**DIRECTIONS FOR THIS TASK**
Print out every record exactly as it appears.

(Collected data)

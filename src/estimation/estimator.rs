//! Budget and duration estimation
//!
//! Pure arithmetic over the rate table. Area bounds are enforced by the
//! submission recorder, not here.

use serde::{Deserialize, Serialize};

use super::rates::{DurationRange, FinishTier, ProjectCategory, RateTable};

/// What the user wants to build
#[derive(Debug, Clone, PartialEq, Serialize, Deserialize)]
pub struct ProjectSpecification {
    pub category: ProjectCategory,
    /// Floor area in m²
    pub area: f64,
    pub location: String,
    pub tier: FinishTier,
}

#[derive(Debug, Clone, Copy, PartialEq, Eq, Serialize)]
pub struct EstimationResult {
    /// FCFA per m² used for the estimate
    pub unit_cost: i64,
    /// `round(area * unit_cost)`, FCFA
    pub estimated_budget: i64,
    pub construction_duration: DurationRange,
}

impl EstimationResult {
    /// Months recorded as `estimated_construction_months` (upper bound of the range)
    pub fn duration_months(&self) -> u32 {
        self.construction_duration.max
    }
}

/// Estimate against the standard tariff grid
pub fn estimate(spec: &ProjectSpecification) -> EstimationResult {
    estimate_with(RateTable::standard(), spec)
}

pub fn estimate_with(table: &RateTable, spec: &ProjectSpecification) -> EstimationResult {
    let unit_cost = table.lookup_unit_cost(spec.category, spec.tier);
    let construction_duration = table.lookup_duration_range(spec.category, spec.tier);

    EstimationResult {
        unit_cost,
        estimated_budget: (spec.area * unit_cost as f64).round() as i64,
        construction_duration,
    }
}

**YOUR SOLUTION**
filename src/estimation/estimator.rs
//! Budget and duration estimation
//!
//! Pure arithmetic over the rate table. Area bounds are enforced by the
//! submission recorder, not here.

use serde::{Deserialize, Serialize};

use super::rates::{DurationRange, FinishTier, ProjectCategory, RateTable};

/// What the user wants to build
#[derive(Debug, Clone, PartialEq, Serialize, Deserialize)]
pub struct ProjectSpecification {
    pub category: ProjectCategory,
    /// Floor area in m²
    pub area: f64,
    pub location: String,
    pub tier: FinishTier,
}

#[derive(Debug, Clone, Copy, PartialEq, Eq, Serialize)]
pub struct EstimationResult {
    /// FCFA per m² used for the estimate
    pub unit_cost: i64,
    /// `round(area * unit_cost)`, FCFA
    pub estimated_budget: i64,
    pub construction_duration: DurationRange,
}

impl EstimationResult {
    /// Months recorded as `estimated_construction_months` (upper bound of the range)
    pub fn duration_months(&self) -> u32 {
        self.construction_duration.max
    }
}

/// Estimate against the standard tariff grid
pub fn estimate(spec: &ProjectSpecification) -> EstimationResult {
    estimate_with(RateTable::standard(), spec)
}

pub fn estimate_with(table: &RateTable, spec: &ProjectSpecification) -> EstimationResult {
    let unit_cost = table.lookup_unit_cost(spec.category, spec.tier);
    let construction_duration = table.lookup_duration_range(spec.category, spec.tier);

    EstimationResult {
        unit_cost,
        estimated_budget: (spec.area * unit_cost as f64).round() as i64,
        construction_duration,
    }
}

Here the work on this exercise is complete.